À l’Emirates Stadium, le plan de jeu a opposé la maîtrise de balle de Chelsea (59 % de possession, 482 passes tentées, 88 % de précision) à une approche plus directe d’Arsenal (41 %, 338 passes, 82 %). Malgré cette domination territoriale, Chelsea a surtout produit une possession stérile : xG quasi identique (1,07 contre 1,09) mais moins de tirs (9 contre 12). Arsenal a accepté de jouer plus bas par séquences, en 4-2-3-1 compact, pour frapper en transitions et sur quelques séquences positionnelles bien ciblées.
Mécanismes offensifs & lecture des xG
Arsenal a construit un volume offensif légèrement supérieur : 12 tirs dont 5 cadrés, contre 9 tirs et 3 cadrés pour Chelsea. Les Gunners ont surtout cherché à pénétrer la surface (7 tirs dans la surface sur 12) en exploitant les couloirs avec B. Saka et L. Trossard puis G. Martinelli, tout en s’appuyant sur la fixation de V. Gyökeres. Le xG de 1,09 pour 2 buts traduit une efficacité raisonnable, avec une légère surperformance liée à une meilleure qualité de finition.
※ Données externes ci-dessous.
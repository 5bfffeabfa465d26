//! Frontend Models
//!
//! Joke records as stored in localStorage and as returned by the API.

use std::fmt;

use serde::{Deserialize, Serialize};

/// Opaque joke identifier.
///
/// The API hands out strings; older persisted lists may hold numbers.
#[derive(Debug, Clone, PartialEq, Eq, Hash, Serialize, Deserialize)]
#[serde(untagged)]
pub enum JokeId {
    Text(String),
    Number(i64),
}

impl fmt::Display for JokeId {
    fn fmt(&self, f: &mut fmt::Formatter<'_>) -> fmt::Result {
        match self {
            JokeId::Text(s) => write!(f, "{}", s),
            JokeId::Number(n) => write!(f, "{}", n),
        }
    }
}

impl From<&str> for JokeId {
    fn from(s: &str) -> Self {
        JokeId::Text(s.to_string())
    }
}

/// A joke with its score (persisted shape: `{id, joke, votes}`)
#[derive(Debug, Clone, PartialEq, Serialize, Deserialize)]
pub struct Joke {
    pub id: JokeId,
    pub joke: String,
    pub votes: i32,
}

impl Joke {
    /// Fresh joke with no votes
    pub fn new(id: impl Into<JokeId>, joke: impl Into<String>) -> Self {
        Self {
            id: id.into(),
            joke: joke.into(),
            votes: 0,
        }
    }
}

/// Response body of the joke endpoint. `status` is not used.
#[derive(Debug, Clone, PartialEq, Deserialize)]
pub struct ApiJoke {
    pub id: JokeId,
    pub joke: String,
}

impl From<ApiJoke> for Joke {
    fn from(api: ApiJoke) -> Self {
        Joke::new(api.id, api.joke)
    }
}
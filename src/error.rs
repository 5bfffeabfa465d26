//! Error Types
//!
//! Failures of the joke endpoint, the acquisition loop and localStorage.

use thiserror::Error;

/// A single fetch against the joke endpoint failed
#[derive(Debug, Clone, PartialEq, Error)]
pub enum FetchError {
    #[error("network error: {0}")]
    Network(String),
    #[error("unexpected HTTP status {0}")]
    Status(u16),
    #[error("could not decode joke: {0}")]
    Decode(String),
}

impl From<reqwest::Error> for FetchError {
    fn from(e: reqwest::Error) -> Self {
        if let Some(status) = e.status() {
            FetchError::Status(status.as_u16())
        } else if e.is_decode() {
            FetchError::Decode(e.to_string())
        } else {
            FetchError::Network(e.to_string())
        }
    }
}

/// The acquisition loop ended without a full list
#[derive(Debug, Clone, PartialEq, Error)]
pub enum AcquireError {
    #[error(transparent)]
    Fetch(#[from] FetchError),
    #[error("only found {got} of {wanted} distinct jokes after {attempts} fetches")]
    Exhausted {
        wanted: usize,
        got: usize,
        attempts: usize,
    },
}

/// localStorage could not be written
#[derive(Debug, Clone, PartialEq, Error)]
pub enum StorageError {
    #[error("localStorage is not available")]
    Unavailable,
    #[error("could not encode jokes: {0}")]
    Encode(String),
    #[error("could not write to localStorage: {0}")]
    Write(String),
}
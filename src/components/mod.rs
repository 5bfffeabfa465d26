//! UI Components
//!
//! Leptos components of the joke list.

mod joke_list;
mod joke_row;
mod loading_spinner;
mod failure_panel;

pub use joke_list::JokeList;
pub use joke_row::JokeRow;
pub use loading_spinner::LoadingSpinner;
pub use failure_panel::FailurePanel;
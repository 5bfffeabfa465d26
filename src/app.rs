//! Joke List App
//!
//! Page shell around the joke list.

use leptos::prelude::*;

use crate::components::JokeList;

#[component]
pub fn App() -> impl IntoView {
    view! {
        <main class="App">
            <h1 class="App-title">"Dad Jokes"</h1>
            <JokeList />
        </main>
    }
}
Chelsea, en 4-3-3, a généré un xG similaire (1,07) mais avec moins de volume et davantage de frappes extérieures (4 tirs hors de la surface sur 9). Cela illustre une difficulté à déséquilibrer le bloc londonien dans les trente derniers mètres, malgré un nombre élevé de corners (10 contre 5). Ces coups de pied de coin traduisent une pression territoriale, mais sans traduction franche en occasions majeures.
Défensivement, Arsenal a dû recourir à 4 tirs contrés subis, signe que Chelsea a souvent frappé sous pression et que les défenseurs d’Arteta ont multiplié les interventions de dernier recours dans leur surface. À l’inverse, Chelsea n’a concédé qu’un tir contré, preuve que la plupart des tentatives d’Arsenal ont trouvé des fenêtres de tir relativement propres, cohérent avec un plan visant des attaques plus tranchantes que continues.
Intensité défensive & gestion du match
L’intensité défensive de Chelsea s’est transformée en indiscipline : 14 fautes, 5 cartons jaunes et un rouge pour Pedro Neto (double avertissement entre la 67e et la 70e minute). Cette infériorité numérique a contraint les Blues à réorganiser leur 4-3-3 en bloc réduit, limitant leur capacité de pressing haut. Arsenal, avec 11 fautes et un seul jaune (Gabriel à la 75e), a mieux contrôlé son agressivité.
Au niveau des gardiens, D. Raya réalise 4 arrêts contre 3 pour R. Sanchez, ce qui confirme que Chelsea a trouvé quelques situations cadrées mais souvent depuis des zones moins dangereuses. Les nombreux changements tardifs de Chelsea (à partir de la 75e) relèvent davantage de la recherche d’énergie et de coups individuels que d’un basculement structurel réussi, Arsenal gérant ensuite le tempo avec des remplacements axés sur la solidité (entrée de C. Norgaard pour D. Rice).
La discipline d’Arsenal dans un bloc médian compact, combinée à une utilisation clinique de ses rares phases de possession dangereuse, a pris le dessus sur la possession volumineuse mais peu percutante de Chelsea, aggravée par une indiscipline coûteuse et une incapacité à transformer sa supériorité en corners et en passes en occasions réellement décisives.